The most reasonable went there for their advice on the best investments to make this $500 that had fallen from the sky profitable. As if we had hit the jackpot!
Finally, there was little or no doubt about the rising cost of living. Yet that is what motivated the government to choose this election gift over another, because inflation concerns us all.
And he’s right: as proof, all the loud cries we hear, even from those making over $100,000 a year, once the price of gasoline rises more than 2 cents a gallon! Reports and analysis are being made, and the commentary industry is very outraged at the ups and downs in the price at the pump.

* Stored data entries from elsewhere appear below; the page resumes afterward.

//! Run-level retry and status tracking.
//!
//! A run is attempted up to `max_attempts` times. Between attempts the
//! orchestrator sleeps `backoff_base * 2^attempt`. Failures marked
//! non-retryable, an exhausted budget, or cancellation during backoff
//! discard the run. Every status change is handed to a [`RunRecorder`].

use std::fmt::Display;
use std::future::Future;
use std::time::Duration;

use beadcat_core::{AppConfig, CoreError, CrawlOptions, CrawlRunState, RunStatus};
use thiserror::Error;
use tokio_util::sync::CancellationToken;

use crate::error::{CrawlError, UnknownCrawlerError};
use crate::sites;

/// Why a single attempt failed, and whether another attempt may help.
#[derive(Debug, Error)]
#[error("{message}")]
pub struct RunFailure {
    message: String,
    retryable: bool,
}

impl RunFailure {
    pub fn retryable(err: impl Display) -> Self {
        Self {
            message: err.to_string(),
            retryable: true,
        }
    }

    pub fn fatal(err: impl Display) -> Self {
        Self {
            message: err.to_string(),
            retryable: false,
        }
    }

    #[must_use]
    pub fn is_retryable(&self) -> bool {
        self.retryable
    }
}

impl From<CrawlError> for RunFailure {
    fn from(err: CrawlError) -> Self {
        let retryable = err.is_retryable();
        Self {
            message: err.to_string(),
            retryable,
        }
    }
}

#[derive(Debug, Clone, Copy, PartialEq, Eq)]
pub struct RetryPolicy {
    pub max_attempts: u32,
    pub backoff_base: Duration,
}

impl Default for RetryPolicy {
    fn default() -> Self {
        Self {
            max_attempts: 3,
            backoff_base: Duration::from_secs(5),
        }
    }
}

impl RetryPolicy {
    #[must_use]
    pub fn from_config(config: &AppConfig) -> Self {
        Self {
            max_attempts: config.run_max_attempts,
            backoff_base: Duration::from_secs(config.run_backoff_base_secs),
        }
    }

    /// Wait after failed attempt number `attempt` (1-based).
    #[must_use]
    pub fn delay_for(&self, attempt: u32) -> Duration {
        self.backoff_base
            .saturating_mul(1u32 << attempt.min(16))
    }
}

/// Persists run state snapshots. Recording is best effort: implementations
/// log their own failures rather than failing the run.
pub trait RunRecorder: Send + Sync {
    fn record(&self, run: &CrawlRunState) -> impl Future<Output = ()> + Send;
}

#[derive(Debug, Clone, Copy, Default)]
pub struct NoopRecorder;

impl RunRecorder for NoopRecorder {
    async fn record(&self, _run: &CrawlRunState) {}
}

#[derive(Debug)]
pub enum RunOutcome<T> {
    Succeeded(T),
    Discarded(RunFailure),
}

/// Validates `crawler_name` against the registry and builds a queued run.
///
/// # Errors
///
/// Returns [`UnknownCrawlerError`] if no crawler is registered under the name.
pub fn request_run(
    crawler_name: &str,
    options: CrawlOptions,
) -> Result<CrawlRunState, UnknownCrawlerError> {
    if !sites::is_registered(crawler_name) {
        return Err(UnknownCrawlerError {
            name: crawler_name.to_string(),
        });
    }
    Ok(CrawlRunState::new(crawler_name, options))
}

pub struct RunOrchestrator<R> {
    policy: RetryPolicy,
    recorder: R,
    cancel: CancellationToken,
}

impl<R: RunRecorder> RunOrchestrator<R> {
    pub fn new(policy: RetryPolicy, recorder: R, cancel: CancellationToken) -> Self {
        Self {
            policy,
            recorder,
            cancel,
        }
    }

    #[must_use]
    pub fn recorder(&self) -> &R {
        &self.recorder
    }

    /// Records a freshly requested run in its `queued` state.
    pub async fn enqueue(&self, run: &CrawlRunState) {
        self.recorder.record(run).await;
    }

    /// Executes `run` to a terminal status, calling `attempt` once per try.
    /// `attempt` receives the current run state and a cancellation token it
    /// should pass down to the crawl.
    ///
    /// # Errors
    ///
    /// Returns [`CoreError::IllegalTransition`] if `run` is not `queued`.
    pub async fn execute<T, F, Fut>(
        &self,
        run: &mut CrawlRunState,
        mut attempt: F,
    ) -> Result<RunOutcome<T>, CoreError>
    where
        F: FnMut(&CrawlRunState, CancellationToken) -> Fut,
        Fut: Future<Output = Result<T, RunFailure>>,
    {
        self.advance(run, RunStatus::Running).await?;

        loop {
            tracing::info!(
                run_id = %run.run_id,
                crawler = %run.crawler_name,
                attempt = run.attempt,
                "crawl attempt started"
            );

            let failure = match attempt(run, self.cancel.child_token()).await {
                Ok(value) => {
                    run.last_error = None;
                    self.advance(run, RunStatus::Succeeded).await?;
                    tracing::info!(
                        run_id = %run.run_id,
                        crawler = %run.crawler_name,
                        attempt = run.attempt,
                        "crawl run succeeded"
                    );
                    return Ok(RunOutcome::Succeeded(value));
                }
                Err(failure) => failure,
            };

            run.last_error = Some(failure.to_string());
            let exhausted = run.attempt >= self.policy.max_attempts;
            if !failure.is_retryable() || exhausted || self.cancel.is_cancelled() {
                return self.discard(run, failure).await;
            }

            self.advance(run, RunStatus::Retrying).await?;
            let delay = self.policy.delay_for(run.attempt);
            tracing::warn!(
                run_id = %run.run_id,
                crawler = %run.crawler_name,
                attempt = run.attempt,
                max_attempts = self.policy.max_attempts,
                delay_secs = delay.as_secs_f64(),
                error = %failure,
                "crawl attempt failed, retrying after backoff"
            );

            tokio::select! {
                () = tokio::time::sleep(delay) => {}
                () = self.cancel.cancelled() => {
                    return self.discard(run, failure).await;
                }
            }
            self.advance(run, RunStatus::Running).await?;
        }
    }

    async fn advance(&self, run: &mut CrawlRunState, next: RunStatus) -> Result<(), CoreError> {
        run.transition(next)?;
        self.recorder.record(run).await;
        Ok(())
    }

    async fn discard<T>(
        &self,
        run: &mut CrawlRunState,
        failure: RunFailure,
    ) -> Result<RunOutcome<T>, CoreError> {
        self.advance(run, RunStatus::Discarded).await?;
        tracing::error!(
            run_id = %run.run_id,
            crawler = %run.crawler_name,
            attempt = run.attempt,
            retryable = failure.is_retryable(),
            error = %failure,
            "crawl run discarded"
        );
        Ok(RunOutcome::Discarded(failure))
    }
}

#[cfg(test)]
#[path = "orchestrator_test.rs"]
mod tests;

Would it therefore have been necessary, to take less criticism, for the CAQ government to imitate those of British Columbia’s NDP and strictly compensate drivers (individuals receiving $110 and companies $165)? Or that it cuts taxes on gasoline, like in Alberta or Ontario (where it is indeed an election promise from Prime Minister Doug Ford, because it only applies if he gets reelected)?
Too bad for those, including the poor, who don’t have a car; the worse for the environment.
All in all, I prefer the Quebec approach, which at least recognizes the general repercussions of inflation, which only very high-income people, like many in the mainstream media, can ignore, to the point where the ridicule goes far. driven.
I also saw there one of the reasons for the success of the Legault government that the polls continue to reflect, despite the rise of Éric Duhaime’s Conservative Party in Quebec.
Furious identity debates dominate the public space, while on dry land the cost of living is the real topic of concern. Everyone – regardless of gender, color, sexual orientation and income! – is currently trying to adjust his lifestyle, so much inflation is shaking our daily life. Food, shelter, clothing, heating, a haircut: everything costs real, but also really more expensive!
The government has therefore chosen to be there for everyone. Yes, this universal “everyone” that takes us out of the increasingly harsh labels attached to individuals. It’s good to be reminded that we’re in this together—albeit not all in the same class, but subject to the same swell.
Now this “everyone” is happy that we don’t reject the sober side of his life: that we don’t tell him $75 is enough for a family grocery store; that no one pretends that “his” $500 will be burned in the restaurant; don’t joke about Vachon cakes or other popular products that he can keep buying with this extra $1.37 a day. In short, he is happy that he is spared the lessons. This is what the caquists have succeeded in doing.
Nor do I believe that the Legault administration made such a populist gesture. Rather, this move comes in the wake of the approach taken everywhere else in Canada during the pandemic: the implementation of a simple measure, without too many criteria, that will provide one-time support in a moment of crisis that we don’t really see coming. If it’s not optimal, it’s fast, so it’s effective.
As inflation is here to stay, more targeted measures are now needed, such as the $200 special benefit the government released at the start of the year for the 3.3 million less well-off Quebecers entitled to the solidarity tax credit. Also more structuring, as the opposition demands, so that the boost becomes a solid helping hand.
But being one of those people who keeps a close eye on where their money is going, I also know that even small increases should not be neglected. And that those who make hot throats live well cut off from their society.